Lozarhythm Of The Day:
The Packers - Hole In The Wall (1965)
I bought this single on Pye International for 2/- at Walsall Market when it was released here in 1966, not having heard it, and was delighted when I played it and found it was in the vein of the Ramsey Lewis Trio's The In-Crowd, complete with audience noises, and even more so when I discovered that Booker T Jones, Steve Cropper and Al Jackson Jr from Booker T and the MGs were amongst the musicians involved. The saxophonist was Charles 'Packy' Axton, formerly from the Mar-Kays and the son of Estelle Axton. The band must have been moonlighting as it was recorded in Los Angeles, not Memphis, for the Pure Soul label, not Stax, to whom they were contracted.
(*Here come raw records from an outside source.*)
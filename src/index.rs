//! In-memory similarity index over the current round's chunks.
//!
//! The store is namespaced by round id: `begin_round` discards everything from
//! the previous round, and both upserts and queries carry the namespace they
//! were issued for. A stale upsert (e.g. an embedding that resolves after the
//! player started a new round) is ignored instead of contaminating the fresh
//! round, and a stale query returns nothing.
//!
//! Vectors come from the embedding service; when the service is not
//! configured, chunks are stored without vectors and lookups fall back to
//! lexical token overlap so the game stays playable offline.

use tracing::{debug, warn};

use crate::domain::Chunk;

#[derive(Clone, Debug)]
struct IndexedChunk {
    chunk: Chunk,
    vector: Option<Vec<f32>>,
}

#[derive(Debug, Default)]
pub struct SemanticIndex {
    namespace: String,
    records: Vec<IndexedChunk>,
}

impl SemanticIndex {
    pub fn new() -> Self {
        Self::default()
    }

    /// Open a fresh round: all previously indexed chunks are dropped.
    pub fn begin_round(&mut self, namespace: String) {
        debug!(target: "game", %namespace, dropped = self.records.len(), "Semantic index reset for new round");
        self.namespace = namespace;
        self.records.clear();
    }

    /// Store one chunk (optionally with its embedding) under `namespace`.
    /// Returns false when the namespace is stale; the record is discarded.
    pub fn upsert(&mut self, namespace: &str, chunk: Chunk, vector: Option<Vec<f32>>) -> bool {
        if namespace != self.namespace {
            warn!(target: "game", %namespace, active = %self.namespace, chunk_id = chunk.id,
                  "Dropping upsert for stale round namespace");
            return false;
        }
        if chunk.text.trim().is_empty() {
            return false;
        }
        self.records.push(IndexedChunk { chunk, vector });
        true
    }

    pub fn is_empty(&self) -> bool {
        self.records.is_empty()
    }

    /// Top-k chunks by cosine similarity against `vector`, best first.
    /// Chunks stored without a vector are skipped. Empty for a stale namespace.
    pub fn query_vector(&self, namespace: &str, vector: &[f32], k: usize) -> Vec<Chunk> {
        if namespace != self.namespace {
            return Vec::new();
        }
        let mut scored: Vec<(f64, &Chunk)> = self
            .records
            .iter()
            .filter_map(|r| {
                r.vector
                    .as_deref()
                    .map(|v| (cosine_similarity(v, vector), &r.chunk))
            })
            .collect();
        scored.sort_by(|a, b| b.0.partial_cmp(&a.0).unwrap_or(std::cmp::Ordering::Equal));
        scored.into_iter().take(k).map(|(_, c)| c.clone()).collect()
    }

    /// Lexical fallback: rank chunks by case-insensitive token overlap with
    /// the query text. Used when no embedding service is configured.
    pub fn query_lexical(&self, namespace: &str, text: &str, k: usize) -> Vec<Chunk> {
        if namespace != self.namespace {
            return Vec::new();
        }
        let needle = text.to_lowercase();
        let query_tokens: Vec<&str> = needle.split_whitespace().collect();
        if query_tokens.is_empty() {
            return Vec::new();
        }
        let mut scored: Vec<(usize, &Chunk)> = self
            .records
            .iter()
            .map(|r| {
                let haystack = r.chunk.text.to_lowercase();
                let hits = query_tokens.iter().filter(|t| haystack.contains(**t)).count();
                (hits, &r.chunk)
            })
            .collect();
        scored.sort_by(|a, b| b.0.cmp(&a.0).then(a.1.id.cmp(&b.1.id)));
        scored.into_iter().take(k).map(|(_, c)| c.clone()).collect()
    }
}

/// Cosine similarity between two vectors. Returns 0.0 on mismatch or
/// near-zero norms.
pub fn cosine_similarity(a: &[f32], b: &[f32]) -> f64 {
    if a.len() != b.len() || a.is_empty() {
        return 0.0;
    }
    let mut dot = 0.0f64;
    let mut norm_a = 0.0f64;
    let mut norm_b = 0.0f64;
    for (x, y) in a.iter().zip(b.iter()) {
        let x = *x as f64;
        let y = *y as f64;
        dot += x * y;
        norm_a += x * x;
        norm_b += y * y;
    }
    let denom = norm_a.sqrt() * norm_b.sqrt();
    if denom < 1e-12 {
        0.0
    } else {
        dot / denom
    }
}
//! HTTP endpoint handlers. These are thin wrappers that forward to core logic.
//! Each handler is instrumented and logs include parameters and basic result info.

use std::sync::Arc;
use axum::{extract::State, http::StatusCode, response::IntoResponse, Json};
use tracing::{info, instrument};

use crate::error::GameError;
use crate::logic::*;
use crate::protocol::*;
use crate::state::AppState;

/// Map the error taxonomy onto HTTP statuses.
fn error_response(e: GameError) -> (StatusCode, Json<ErrorOut>) {
  let status = match &e {
    GameError::ContentExtraction(_) | GameError::InvalidAction(_) => StatusCode::UNPROCESSABLE_ENTITY,
    GameError::UnknownSession(_) => StatusCode::NOT_FOUND,
    GameError::IndexUnavailable(_) | GameError::Generation(_) => StatusCode::BAD_GATEWAY,
    GameError::Persistence(_) => StatusCode::INTERNAL_SERVER_ERROR,
  };
  (status, Json(ErrorOut { message: e.to_string() }))
}

type HttpResult<T> = Result<Json<T>, (StatusCode, Json<ErrorOut>)>;

#[instrument(level = "info")]
pub async fn http_health() -> impl IntoResponse { Json(HealthOut { ok: true }) }

/// Names of the preset documents a round can start from.
#[instrument(level = "info", skip(state))]
pub async fn http_get_documents(State(state): State<Arc<AppState>>) -> impl IntoResponse {
  let names: Vec<String> = state.documents.iter().map(|d| d.name.clone()).collect();
  Json(names)
}

#[instrument(level = "info", skip(state, body), fields(%body.session_id, has_upload = body.pdf_base64.is_some()))]
pub async fn http_post_start_round(
  State(state): State<Arc<AppState>>,
  Json(body): Json<StartRoundIn>,
) -> HttpResult<SessionView> {
  let view = start_round(&state, &body.session_id, body.preset, body.pdf_base64)
    .await
    .map_err(error_response)?;
  info!(target: "game", session = %body.session_id, "HTTP round started");
  Ok(Json(view))
}

#[instrument(level = "info", skip(state, body), fields(%body.session_id, guess_len = body.guess.len()))]
pub async fn http_post_guess(
  State(state): State<Arc<AppState>>,
  Json(body): Json<GuessIn>,
) -> HttpResult<GuessOut> {
  let (attempt, session) = submit_guess(&state, &body.session_id, &body.guess)
    .await
    .map_err(error_response)?;
  Ok(Json(GuessOut { attempt, session }))
}

#[instrument(level = "info", skip(state, body), fields(%body.session_id))]
pub async fn http_post_hint(
  State(state): State<Arc<AppState>>,
  Json(body): Json<SessionIn>,
) -> HttpResult<HintOut> {
  let (level, text) = reveal_hint(&state, &body.session_id)
    .await
    .map_err(error_response)?;
  Ok(Json(HintOut { level, text }))
}

#[instrument(level = "info", skip(state, body), fields(%body.session_id))]
pub async fn http_post_give_up(
  State(state): State<Arc<AppState>>,
  Json(body): Json<SessionIn>,
) -> HttpResult<GiveUpOut> {
  let (word, session) = give_up(&state, &body.session_id)
    .await
    .map_err(error_response)?;
  Ok(Json(GiveUpOut { word, session }))
}

#[instrument(level = "info", skip(state, body), fields(%body.session_id))]
pub async fn http_post_score(
  State(state): State<Arc<AppState>>,
  Json(body): Json<ScoreIn>,
) -> HttpResult<ScoreOut> {
  let (session, warning) = submit_score(&state, &body.session_id, &body.name)
    .await
    .map_err(error_response)?;
  Ok(Json(ScoreOut { session, warning }))
}

#[instrument(level = "info", skip(state))]
pub async fn http_get_leaderboard(State(state): State<Arc<AppState>>) -> impl IntoResponse {
  Json(LeaderboardOut { records: leaderboard(&state) })
}

#[instrument(level = "info", skip(state, body), fields(%body.session_id))]
pub async fn http_post_reset(
  State(state): State<Arc<AppState>>,
  Json(body): Json<SessionIn>,
) -> HttpResult<SessionView> {
  let view = reset_round(&state, &body.session_id)
    .await
    .map_err(error_response)?;
  Ok(Json(view))
}
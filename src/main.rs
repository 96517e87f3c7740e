//! Wordl · Document-Grounded Word-Guessing Backend
//!
//! - Axum HTTP + WebSocket API
//! - Optional OpenAI integration (via environment variables)
//! - Static SPA fallback (./static/index.html)
//!
//! Important env variables:
//!   PORT          : u16 (default 3000)
//!   OPENAI_API_KEY    : enables OpenAI integration if present
//!   OPENAI_BASE_URL    : default "https://api.openai.com/v1"
//!   OPENAI_FAST_MODEL  : default "gpt-4o-mini"
//!   OPENAI_STRONG_MODEL   : default "gpt-4o"
//!   OPENAI_EMBED_MODEL : default "text-embedding-3-small"
//!   GAME_CONFIG_PATH   : path to TOML config (prompts + preset documents)
//!   SCORES_PATH    : score ledger file (default "scores.jsonl")
//!   LOG_LEVEL    : tracing filter, e.g. "debug" or full directives
//!   LOG_FORMAT      : "pretty" (default) or "json"

mod telemetry;
mod util;
mod error;
mod domain;
mod config;
mod segment;
mod answer;
mod evaluator;
mod session;
mod index;
mod ingest;
mod ledger;
mod state;
mod protocol;
mod logic;
mod openai;
mod routes;

use std::{net::SocketAddr, sync::Arc};
use tokio::net::TcpListener;
use tracing::{info, instrument};

use crate::routes::build_router;
use crate::state::AppState;

#[instrument(level = "info", skip_all)]
#[tokio::main]
async fn main() -> Result<(), Box<dyn std::error::Error>> {
  telemetry::init_tracing();

  // Build shared application state (session stores, indexes, OpenAI client, prompts).
  let state = Arc::new(AppState::new());

  // Build the HTTP router with routes, CORS and tracing layers.
  let app = build_router(state.clone());

  // Read port from env or default to 3000.
  let addr: SocketAddr = std::env::var("PORT")
    .ok()
    .and_then(|p| p.parse::<u16>().ok())
    .map(|port| SocketAddr::from(([0, 0, 0, 0], port)))
    .unwrap_or_else(|| SocketAddr::from(([0, 0, 0, 0], 3000)));

  let listener = TcpListener::bind(addr).await?;
  info!(target: "wordl_backend", %addr, "HTTP server listening");
  axum::serve(listener, app).await?;
  Ok(())
}
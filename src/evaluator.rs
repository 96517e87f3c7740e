//! Guess scoring: per-position Exact / Present / Absent marks.
//!
//! Note on duplicate letters: this evaluator intentionally uses the simple
//! two-pass rule. A guess letter found anywhere in the target (at another
//! position) is marked Present even when that letter's occurrences in the
//! target are already spoken for. The multiplicity-capped variant used by
//! standard Wordle would mark fewer Presents; we keep the simple rule so
//! existing scores and saved feedback rows stay comparable.

use crate::domain::LetterMark;

/// Score `guess` against `target`, producing one mark per target position.
///
/// Any guess length is accepted: extra guess letters are ignored, missing
/// positions are marked Absent. Both strings are expected to be uppercased by
/// the caller.
pub fn evaluate(guess: &str, target: &str) -> Vec<LetterMark> {
  let guess_chars: Vec<char> = guess.chars().collect();
  let target_chars: Vec<char> = target.chars().collect();

  target_chars
    .iter()
    .enumerate()
    .map(|(i, &t)| match guess_chars.get(i) {
      Some(&g) if g == t => LetterMark::Exact,
      Some(&g) if target_chars.contains(&g) => LetterMark::Present,
      Some(_) => LetterMark::Absent,
      None => LetterMark::Absent,
    })
    .collect()
}
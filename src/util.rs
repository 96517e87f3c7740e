//! Small utility helpers used across modules.

/// Very small and safe string templating.
/// Replaces occurrences of `{key}` in the template with provided values.
/// This is intentionally simple (no nested/conditional logic).
pub fn fill_template(tpl: &str, pairs: &[(&str, &str)]) -> String {
  let mut out = tpl.to_string();
  for (k, v) in pairs {
    let needle = format!("{{{}}}", k);
    out = out.replace(&needle, v);
  }
  out
}

/// Uppercase a guess the way the evaluator expects it.
/// Comparison against the target is exact-string after this normalization.
pub fn normalize_guess(s: &str) -> String {
  s.trim().to_uppercase()
}
#[cfg(test)]
mod tests {
  use super::*;

  #[test]
  fn template_fills_all_keys() {
    let out = fill_template("word={word} k={k}", &[("word", "ALLOY"), ("k", "3")]);
    assert_eq!(out, "word=ALLOY k=3");
  }

  #[test]
  fn normalize_trims_and_uppercases() {
    assert_eq!(normalize_guess("  zebra "), "ZEBRA");
  }
}
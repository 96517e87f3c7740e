//! Minimal OpenAI client for our use-cases.
//!
//! We call chat.completions for clue generation and /embeddings for the
//! retrieval pipeline. Calls are instrumented and log model names, latencies,
//! and response sizes (not contents).
//!
//! NOTE: We never log the API key and we keep payload truncations short to avoid PII leaks.

use std::time::Duration;

use reqwest::header::{AUTHORIZATION, CONTENT_TYPE, USER_AGENT};
use serde::{Deserialize, Serialize};
use tracing::{instrument, info};

use crate::config::Prompts;
use crate::error::{GameError, GameResult};
use crate::util::fill_template;

/// Sampling temperature for clue generation: moderate randomness so repeated
/// rounds over the same document phrase clues differently.
const CLUE_TEMPERATURE: f32 = 0.7;

#[derive(Clone)]
pub struct OpenAI {
  pub client: reqwest::Client,
  pub api_key: String,
  pub base_url: String,
  pub fast_model: String,
  pub strong_model: String,
  pub embed_model: String,
}

impl OpenAI {
  /// Construct the client if we find OPENAI_API_KEY; otherwise return None.
  pub fn from_env() -> Option<Self> {
    let api_key = std::env::var("OPENAI_API_KEY").ok()?;
    let base_url =
      std::env::var("OPENAI_BASE_URL").unwrap_or_else(|_| "https://api.openai.com/v1".into());
    let fast_model =
      std::env::var("OPENAI_FAST_MODEL").unwrap_or_else(|_| "gpt-4o-mini".into());
    let strong_model =
      std::env::var("OPENAI_STRONG_MODEL").unwrap_or_else(|_| "gpt-4o".into());
    let embed_model =
      std::env::var("OPENAI_EMBED_MODEL").unwrap_or_else(|_| "text-embedding-3-small".into());

    let client = reqwest::Client::builder()
      .timeout(Duration::from_secs(20))
      .build()
      .ok()?;

    Some(Self { client, api_key, base_url, fast_model, strong_model, embed_model })
  }

  /// Plain-text chat completion.
  #[instrument(level = "info", skip(self, system, user), fields(model = %model))]
  async fn chat_plain(
    &self,
    model: &str,
    system: &str,
    user: &str,
    temperature: f32,
  ) -> Result<String, String> {
    let url = format!("{}/chat/completions", self.base_url);
    let req = ChatCompletionRequest {
      model: model.to_string(),
      messages: vec![
        ChatMessageReq { role: "system".into(), content: system.into() },
        ChatMessageReq { role: "user".into(), content: user.into() },
      ],
      temperature,
    };

    let res = self.client.post(&url)
      .header(USER_AGENT, "wordl-backend/0.1")
      .header(CONTENT_TYPE, "application/json")
      .header(AUTHORIZATION, format!("Bearer {}", self.api_key))
      .json(&req).send().await.map_err(|e| e.to_string())?;

    if !res.status().is_success() {
      let status = res.status();
      let body = res.text().await.unwrap_or_default();
      let msg = extract_openai_error(&body).unwrap_or_else(|| body);
      return Err(format!("OpenAI HTTP {}: {}", status, msg));
    }

    let body: ChatCompletionResponse = res.json().await.map_err(|e| e.to_string())?;
    if let Some(usage) = &body.usage {
      info!(prompt_tokens = ?usage.prompt_tokens, completion_tokens = ?usage.completion_tokens, total_tokens = ?usage.total_tokens, "OpenAI usage");
    }
    let text = body.choices.get(0)
      .and_then(|c| c.message.content.clone())
      .unwrap_or_default().trim().to_string();

    Ok(text)
  }

  /// Embed one non-empty text. The model's vector dimension is fixed per
  /// configured model (1536 for text-embedding-3-small).
  #[instrument(level = "info", skip(self, text), fields(model = %self.embed_model, text_len = text.len()))]
  pub async fn embed(&self, text: &str) -> GameResult<Vec<f32>> {
    let text = text.trim();
    if text.is_empty() {
      return Err(GameError::IndexUnavailable("cannot embed empty text".into()));
    }

    let url = format!("{}/embeddings", self.base_url);
    let req = EmbeddingRequest { model: self.embed_model.clone(), input: text.to_string() };

    let res = self.client.post(&url)
      .header(USER_AGENT, "wordl-backend/0.1")
      .header(CONTENT_TYPE, "application/json")
      .header(AUTHORIZATION, format!("Bearer {}", self.api_key))
      .json(&req).send().await
      .map_err(|e| GameError::IndexUnavailable(e.to_string()))?;

    if !res.status().is_success() {
      let status = res.status();
      let body = res.text().await.unwrap_or_default();
      let msg = extract_openai_error(&body).unwrap_or_else(|| body);
      return Err(GameError::IndexUnavailable(format!("OpenAI HTTP {}: {}", status, msg)));
    }

    let body: EmbeddingResponse = res.json().await
      .map_err(|e| GameError::IndexUnavailable(e.to_string()))?;
    body.data.into_iter().next()
      .map(|d| d.embedding)
      .ok_or_else(|| GameError::IndexUnavailable("embedding response contained no vectors".into()))
  }

  /// Generate a 1–2 sentence clue for `word`, grounded in `context_chunks`.
  ///
  /// Grounding is a prompt-level instruction only: the context is embedded
  /// verbatim and the model is told to use nothing else, but we do not verify
  /// the returned clue post-hoc. An empty context still issues the request;
  /// clue quality degrades rather than the round failing.
  #[instrument(level = "info", skip(self, prompts, context_chunks), fields(model = %self.strong_model, context_chunks = context_chunks.len()))]
  pub async fn generate_clue(
    &self,
    prompts: &Prompts,
    word: &str,
    context_chunks: &[String],
  ) -> GameResult<String> {
    let context = context_chunks.join("\n");
    let user = fill_template(
      &prompts.clue_user_template,
      &[("context", context.as_str()), ("word", word)],
    );

    let start = std::time::Instant::now();
    let result = self
      .chat_plain(&self.strong_model, &prompts.clue_system, &user, CLUE_TEMPERATURE)
      .await;
    let elapsed = start.elapsed();

    match result {
      Ok(text) => {
        info!(target: "game", ?elapsed, clue_len = text.len(), "Clue generated");
        Ok(text)
      }
      Err(e) => Err(GameError::Generation(format!("clue generation failed after {elapsed:?}: {e}"))),
    }
  }
}

// --- DTOs ---

#[derive(Serialize)]
struct ChatCompletionRequest {
  model: String,
  messages: Vec<ChatMessageReq>,
  temperature: f32,
}
#[derive(Serialize)]
struct ChatMessageReq { role: String, content: String }

#[derive(Deserialize)]
struct ChatCompletionResponse {
  choices: Vec<ChatChoice>,
  #[serde(default)] usage: Option<Usage>,
}
#[derive(Deserialize)]
struct ChatChoice { message: ChatMessageResp }
#[derive(Deserialize)]
struct ChatMessageResp { content: Option<String> }
#[derive(Deserialize)]
struct Usage {
  #[serde(default)] prompt_tokens: Option<u32>,
  #[serde(default)] completion_tokens: Option<u32>,
  #[serde(default)] total_tokens: Option<u32>,
}

#[derive(Serialize)]
struct EmbeddingRequest {
  model: String,
  input: String,
}
#[derive(Deserialize)]
struct EmbeddingResponse {
  data: Vec<EmbeddingDatum>,
}
#[derive(Deserialize)]
struct EmbeddingDatum {
  embedding: Vec<f32>,
}

/// Try to extract a clean error message from OpenAI error body.
fn extract_openai_error(body: &str) -> Option<String> {
  #[derive(Deserialize)]
  struct EWrap { error: EObj }
  #[derive(Deserialize)]
  struct EObj { message: String }
  match serde_json::from_str::<EWrap>(body) {
    Ok(w) => Some(w.error.message),
    Err(_) => None,
  }
}
//! Domain models shared across the backend: feedback marks, attempts, chunks,
//! round outcomes, and leaderboard records.

use serde::{Deserialize, Serialize};

/// Number of letters in every target word.
pub const WORD_LENGTH: usize = 5;

/// Maximum guesses a player may submit per round.
pub const MAX_ATTEMPTS: usize = 6;

/// How many context chunks we retrieve when grounding a clue.
pub const CLUE_TOP_K: usize = 3;

/// Per-position classification of a guess letter against the target.
#[derive(Clone, Copy, Debug, Serialize, Deserialize, PartialEq, Eq)]
#[serde(rename_all = "snake_case")]
pub enum LetterMark {
  /// Right letter, right position.
  Exact,
  /// Letter occurs somewhere else in the target.
  Present,
  /// Letter not in the target at all.
  Absent,
}

/// One scored guess, appended to the session history.
#[derive(Clone, Debug, Serialize, Deserialize)]
pub struct Attempt {
  pub guess: String,
  pub feedback: Vec<LetterMark>,
}

/// Bounded-size fragment of the source document; the unit of retrieval.
/// Identity is its position in the segmenter's output sequence.
#[derive(Clone, Debug, Serialize, Deserialize)]
pub struct Chunk {
  pub id: usize,
  pub text: String,
}

/// How a finished round is recorded on the leaderboard.
/// `Pass` means the player revealed the answer (gave up).
#[derive(Clone, Copy, Debug, Serialize, Deserialize, PartialEq, Eq)]
pub enum RoundOutcome {
  Win,
  Pass,
}

/// A single leaderboard entry, one JSON line in the ledger file.
#[derive(Clone, Debug, Serialize, Deserialize)]
pub struct ScoreRecord {
  pub name: String,
  pub score: i64,
  pub word: String,
  pub result: RoundOutcome,
}
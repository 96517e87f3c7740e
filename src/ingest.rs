//! Document ingestion: PDF bytes in, plain text out.
//!
//! Uploads arrive as base64 over JSON (same transport the API uses for any
//! binary payload); preset documents are read from disk. Either way the bytes
//! must parse as a PDF — corrupt or non-PDF input is a fatal
//! `ContentExtraction` error for the round, never silently swallowed.

use base64::Engine;
use tracing::{info, instrument};

use crate::error::{GameError, GameResult};

/// Extract the full plain text of a PDF held in memory.
#[instrument(level = "info", skip(bytes), fields(byte_len = bytes.len()))]
pub fn extract_text_from_pdf(bytes: &[u8]) -> GameResult<String> {
  let text = pdf_extract::extract_text_from_mem(bytes)
    .map_err(|e| GameError::ContentExtraction(format!("failed to read PDF: {e}")))?;
  if text.trim().is_empty() {
    return Err(GameError::ContentExtraction("PDF contains no extractable text".into()));
  }
  info!(target: "game", text_len = text.len(), "PDF text extracted");
  Ok(text)
}

/// Decode a base64-encoded PDF upload.
pub fn decode_pdf_base64(data: &str) -> GameResult<Vec<u8>> {
  base64::engine::general_purpose::STANDARD
    .decode(data.trim())
    .map_err(|e| GameError::ContentExtraction(format!("invalid base64 upload: {e}")))
}

/// Read a preset document from disk.
pub fn read_preset(path: &str) -> GameResult<Vec<u8>> {
  std::fs::read(path)
    .map_err(|e| GameError::ContentExtraction(format!("cannot read preset document {path}: {e}")))
}
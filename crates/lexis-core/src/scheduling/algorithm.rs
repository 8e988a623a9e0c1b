//! Process-wide choice of scheduling algorithm.

use serde::{Deserialize, Serialize};
use std::sync::Arc;
use strum::{Display, EnumIter, EnumString, IntoStaticStr};

use crate::error::{LexisError, LexisResult};
use crate::store::SettingsStore;

/// Settings key holding the active algorithm name.
pub const ALGORITHM_SETTING_KEY: &str = "srs_algorithm";

/// Scheduling algorithm applied by the progress updater.
#[derive(
    Debug,
    Clone,
    Copy,
    Default,
    PartialEq,
    Eq,
    Hash,
    Serialize,
    Deserialize,
    Display,
    EnumString,
    EnumIter,
    IntoStaticStr,
)]
#[strum(serialize_all = "lowercase", ascii_case_insensitive)]
#[serde(rename_all = "lowercase")]
pub enum Algorithm {
    /// Continuous half-life model with cost-optimal intervals.
    #[default]
    Sspmmc,
    /// Discrete stage ladder.
    Legacy,
}

impl Algorithm {
    /// Parse an algorithm name.
    pub fn parse(name: &str) -> LexisResult<Self> {
        name.trim()
            .parse()
            .map_err(|_| LexisError::invalid_algorithm(name))
    }

    /// Human-readable description.
    pub fn description(self) -> &'static str {
        match self {
            Algorithm::Sspmmc => {
                "Half-life regression over difficulty and recall history; each review \
                 is scheduled at the interval where predicted recall falls to the target \
                 probability, shortened after a failed recall."
            }
            Algorithm::Legacy => {
                "Stage-based spaced repetition: each successful recall climbs one stage \
                 and the interval grows geometrically from one day; forgetting resets to \
                 a four-hour interval."
            }
        }
    }
}

/// Active algorithm with its description.
#[derive(Debug, Clone, PartialEq, Eq, Serialize, Deserialize)]
pub struct AlgorithmInfo {
    pub algorithm: Algorithm,
    pub info: String,
}

/// Reads and writes the algorithm setting.
#[derive(Clone)]
pub struct AlgorithmSettings {
    store: Arc<dyn SettingsStore>,
}

impl AlgorithmSettings {
    pub fn new(store: Arc<dyn SettingsStore>) -> Self {
        Self { store }
    }

    /// Active algorithm. Falls back to [`Algorithm::Sspmmc`] when unset or unreadable.
    pub fn current(&self) -> Algorithm {
        match self.store.get_setting(ALGORITHM_SETTING_KEY) {
            Ok(Some(name)) => match name.parse() {
                Ok(algorithm) => algorithm,
                Err(_) => {
                    tracing::warn!(value = %name, "Unrecognized stored algorithm, using default");
                    Algorithm::default()
                }
            },
            Ok(None) => Algorithm::default(),
            Err(e) => {
                tracing::warn!(error = %e, "Failed to read algorithm setting, using default");
                Algorithm::default()
            }
        }
    }

    /// Persist a new active algorithm.
    pub fn set(&self, algorithm: Algorithm) -> LexisResult<()> {
        let name: &'static str = algorithm.into();
        self.store.set_setting(ALGORITHM_SETTING_KEY, name)?;
        tracing::info!(algorithm = %algorithm, "Scheduling algorithm changed");
        Ok(())
    }

    /// Active algorithm and its description.
    pub fn info(&self) -> AlgorithmInfo {
        let algorithm = self.current();
        AlgorithmInfo {
            algorithm,
            info: algorithm.description().to_string(),
        }
    }
}

#[cfg(test)]
mod tests {
    use super::*;
    use crate::store::MockSettingsStore;
    use mockall::predicate::eq;

    #[test]
    fn test_parse_names() {
        assert_eq!(Algorithm::parse("sspmmc").unwrap(), Algorithm::Sspmmc);
        assert_eq!(Algorithm::parse("Legacy").unwrap(), Algorithm::Legacy);
        assert!(Algorithm::parse("fsrs").is_err());
        assert_eq!(Algorithm::Legacy.to_string(), "legacy");
    }

    #[test]
    fn test_current_reads_store() {
        let mut store = MockSettingsStore::new();
        store
            .expect_get_setting()
            .with(eq(ALGORITHM_SETTING_KEY))
            .returning(|_| Ok(Some("legacy".to_string())));
        let settings = AlgorithmSettings::new(Arc::new(store));
        assert_eq!(settings.current(), Algorithm::Legacy);
    }

    #[test]
    fn test_current_defaults_when_unset() {
        let mut store = MockSettingsStore::new();
        store.expect_get_setting().returning(|_| Ok(None));
        let settings = AlgorithmSettings::new(Arc::new(store));
        assert_eq!(settings.current(), Algorithm::Sspmmc);
    }

    #[test]
    fn test_current_falls_back_on_read_error() {
        let mut store = MockSettingsStore::new();
        store
            .expect_get_setting()
            .returning(|_| Err(LexisError::connection("database is locked")));
        let settings = AlgorithmSettings::new(Arc::new(store));
        assert_eq!(settings.current(), Algorithm::Sspmmc);
    }

    #[test]
    fn test_current_falls_back_on_garbage() {
        let mut store = MockSettingsStore::new();
        store
            .expect_get_setting()
            .returning(|_| Ok(Some("sm2".to_string())));
        let settings = AlgorithmSettings::new(Arc::new(store));
        assert_eq!(settings.current(), Algorithm::Sspmmc);
    }

    #[test]
    fn test_set_writes_lowercase_name() {
        let mut store = MockSettingsStore::new();
        store
            .expect_set_setting()
            .with(eq(ALGORITHM_SETTING_KEY), eq("legacy"))
            .times(1)
            .returning(|_, _| Ok(()));
        let settings = AlgorithmSettings::new(Arc::new(store));
        settings.set(Algorithm::Legacy).unwrap();
    }

    #[test]
    fn test_set_propagates_store_failure() {
        let mut store = MockSettingsStore::new();
        store
            .expect_set_setting()
            .returning(|_, _| Err(LexisError::database("disk full")));
        let settings = AlgorithmSettings::new(Arc::new(store));
        assert!(settings.set(Algorithm::Sspmmc).unwrap_err().is_storage());
    }
}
The short-lived Pure Soul label, it turns out, was specifically set up by Los Angeles KGFJ disc-jockey, Nathaniel 'Magnificent' Montague, who had arranged the recording session. It was credited E & M Productions who were Estelle Axton, co-owner of Stax, and Magnificent Montague. She was there with a Stax Revue show that Montague helped organise and promote. The release of the record and its success was the cause of a major argument between Estelle Axton and her Stax partner Jim Stewart.
Even more strangely the same single was later released as Right On (The Cream) by Joe S Maxey on LuPine, and again in 1972 by him but as Sign Of The Crab, on Action. I sold my single many years ago but now have it on a Kent's Cellar Of Soul compilation.
Cerys Matthews played this today as part of 6 Music's Slow Sunday themed shows.